The following comes from the book “Inviting Disaster” by James R. Chiles and 2
videos “Blow Out”, a short version and a long version.
On
June 10, 1990 British
Airways Flight 111 left Birmingham,
England on a flight to
Malaga, Spain with 87 passengers and crew aboard. As
the aircraft climbed out, the captain and copilot unbuckled their chest straps
but left their lap belts loosely fastened. Then,
at 17,000 feet, the windscreen pulled loose and flew up and over the nose,
snapped off a radio antenna and fell free. A
force of
5500 pounds pulled the captain out of his seatbelt and launched him headfirst
into the window frame. His legs and feet were lodged in the console but he
was now mostly outside the plane in zero degree temperature and windspeed 396
miles per hour. Hypothermia
was very likely
to kill him even if he did not fall out completely.

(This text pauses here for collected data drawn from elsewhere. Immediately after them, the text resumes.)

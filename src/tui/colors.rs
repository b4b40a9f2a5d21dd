//! Color constants for the terminal user interface.

use ratatui::style::Color;

/// Header band and focused borders
pub const ACCENT: Color = Color::Rgb(0, 120, 140);
/// Completed task text
pub const DONE_GRAY: Color = Color::Rgb(110, 110, 110);
/// Delete icon
pub const TRASH_RED: Color = Color::Rgb(200, 60, 60);
/// Notice and confirmation popups
pub const DARK_RED: Color = Color::Rgb(114, 0, 0);
//! Command implementations for the CLI interface.
//!
//! Every command loads the list through the same `Controller` the terminal
//! UI uses, so the stored blob looks identical whichever way it was edited.

use clap::Subcommand;
use clap_complete::{generate, Shell};

use crate::config::Config;
use crate::controller::Controller;
use crate::kv::FileKvStore;
use crate::tui::run::run_tui;

#[derive(Subcommand)]
pub enum Commands {
    /// Launch the interactive UI interface.
    Ui,

    /// Add a new task.
    Add {
        /// Task text.
        text: String,
    },

    /// List tasks.
    List {
        /// Include deleted tasks.
        #[arg(long)]
        all: bool,
    },

    /// Mark a task done, or not done if it already is.
    Toggle {
        /// Task ID.
        id: u64,
    },

    /// Delete a task. The record is kept in storage, marked as trashed.
    Delete {
        /// Task ID.
        id: u64,
    },

    /// Remove all stored tasks.
    Clear,

    /// Generate shell completion scripts.
    Completions {
        /// Shell to generate completions for.
        #[arg(value_enum)]
        shell: Shell,
    },
}

/// Open the list stored at the configured path, exiting on failure.
fn open_controller(config: &Config) -> Controller<FileKvStore> {
    let kv = FileKvStore::open(&config.store_path);
    match Controller::load(kv) {
        Ok(c) => c,
        Err(e) => {
            eprintln!("Failed to load tasks: {e}");
            std::process::exit(1);
        }
    }
}

/// Launch the terminal user interface.
pub fn cmd_ui(config: &Config) {
    if let Err(e) = config.ensure_data_dir() {
        eprintln!("Failed to create data directory {}: {e}", config.data_dir().display());
        std::process::exit(1);
    }
    let controller = open_controller(config);
    if let Err(e) = run_tui(controller) {
        eprintln!("UI error: {e}");
        std::process::exit(1);
    }
}

/// Add a new task.
pub fn cmd_add(config: &Config, text: String) {
    let mut controller = open_controller(config);
    match controller.create_task(&text) {
        Ok(id) => {
            println!("Added task {id}");
            println!("{}", controller.counters().todo_label());
        }
        Err(e) => {
            eprintln!("{e}");
            std::process::exit(1);
        }
    }
}

/// Print the list with the counter line.
pub fn cmd_list(config: &Config, all: bool) {
    let controller = open_controller(config);
    println!("{}", controller.date_label());

    if all {
        println!("{:<5} {:<4} {:<6} {}", "ID", "Done", "Trash", "Task");
        for t in controller.store().tasks() {
            println!(
                "{:<5} {:<4} {:<6} {}",
                t.id,
                if t.done { "x" } else { "" },
                if t.trash { "x" } else { "" },
                t.name
            );
        }
    } else if controller.counters().show_empty_message() {
        println!("Your list is empty.");
    } else {
        for t in controller.store().active() {
            let icon = if t.done { crate::view::CHECK_ICON } else { crate::view::UNCHECK_ICON };
            println!("{:<5} {} {}", t.id, icon, t.name);
        }
    }
    println!("{}", controller.counters().todo_label());
}

/// Toggle completion of a task.
pub fn cmd_toggle(config: &Config, id: u64) {
    let mut controller = open_controller(config);
    match controller.toggle_done(id) {
        Ok(true) => println!("Completed {id}"),
        Ok(false) => println!("Reopened {id}"),
        Err(e) => {
            eprintln!("{e}");
            std::process::exit(1);
        }
    }
    println!("{}", controller.counters().todo_label());
}

/// Soft-delete a task.
pub fn cmd_delete(config: &Config, id: u64) {
    let mut controller = open_controller(config);
    match controller.delete_task(id) {
        Ok(true) => println!("Deleted {id}"),
        Ok(false) => println!("Task {id} was already deleted"),
        Err(e) => {
            eprintln!("{e}");
            std::process::exit(1);
        }
    }
    println!("{}", controller.counters().todo_label());
}

/// Wipe all persisted state.
pub fn cmd_clear(config: &Config) {
    let mut controller = open_controller(config);
    if let Err(e) = controller.clear_all() {
        eprintln!("Failed to clear tasks: {e}");
        std::process::exit(1);
    }
    println!("Cleared.");
}

/// Generate shell completion scripts.
pub fn cmd_completions(shell: Shell) {
    use clap::CommandFactory;
    use crate::cli::Cli;

    let mut app = Cli::command();
    let app_name = app.get_name().to_string();
    generate(shell, &mut app, app_name, &mut std::io::stdout());
}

The cockpit and cabin filled
with fog (the decompression takes water vapor out of the air) and wind
whistled
through the cockpit at
350+ mph. The copilot
could not
hear anything else
and could not
communicate with air traffic control. The
captain’s legs and feet, still
lodged in the console, were actually causing
the plane
to increase speed. A downed
cabin door also contributed
to lack of access to controls. The copilot
knew
he must descend to lower altitude, so passengers and crew do not suffer from
lack of oxygen. He
must descend blindly over Heathrow airspace, one of the busiest in the world,
thus risking a mid-air crash.
A flight steward enters the
cockpit and grabs hold of the captain’s legs. Another
steward enters
and moves the fallen cabin door, freeing up the
controls. The copilot
descends to a safe level and makes contact with air
traffic control (ATC). He
asks for emergency landing at Gatwick Airport, which he is familiar with.
ATC
suggests Southampton airport instead. The copilot
is
concerned because he thinks he needs at least a 2200 meter
runway (because of full fuel load that cannot be dumped) and Southampton has
only 1800 meter runway. ATC
still says
to go to Southampton anyway and it deploys
emergency vehicles there.
Flight stewards took turns
holding the captain’s
legs, while the copilot reduced speed and altitude. Crew
was certain the captain was already dead and, at
one point, had
to decide whether to let the captain go. The decision
to keep holding on to him was based
as much on risk factors to the plane (fear
his body would damage wings or jet engine) as well as the remote chance
they could save him.
The
copilot managed a safe
emergency landing on the short runway at Southampton
18 minutes later. There
the captain was whisked off in an ambulance. In
the ambulance his eyes began
to open. He’s
still miraculously alive!!! He
suffered frostbite, cuts and bruises, and several broken bones but
survived. Five
months later he returned to pilot again.
That
was the drama. You can watch both a short version and a long version of these events online.
But
the lessons came after the successful landing.
The investigation
began immediately. There was no
evidence of structural damage to the fuselage and no
glass shards or fragments were found,
so a bird
strike or collision with other object was excluded.
The investigator
reviewed
logs
and saw that
recent maintenance had been done.
So
the investigation
moved
back to Birmingham, England.
At 3:00
AM that morning the plane had rolled into
the maintenance facility at Birmingham,
England for a windscreen replacement that needed to be finished by 6:30 AM so
the aircraft could get a wash before starting the day’s flight to Malaga, Spain.
Windscreens
must be strong enough to resist tons of force from cabin pressure when the
airplane is at high altitudes. A hard-working
maintenance manager decided to take on the awkward job of replacing the
sixty-pound slab of layered glass and plastic himself. He
began the job at 3:00 AM. He had replaced aircraft windscreens six times
before, but he still
read through that part of the maintenance manual quickly. Then he gathered his
tools, positioned
a scaffold, and climbed up to unscrew ninety bolts from the rim of the windscreen.
He had a
new windscreen ready and he had the pile of original
bolts, eighty-four of which he knew to be of size 7D and six of them a little
longer. But
some of the bolt heads had globs of dried paint on them and others had been
scarred from the removal process. He
refused to take the easy course of using as many of the old bolts as possible,
replacing only the damaged ones. He wanted to replace them all.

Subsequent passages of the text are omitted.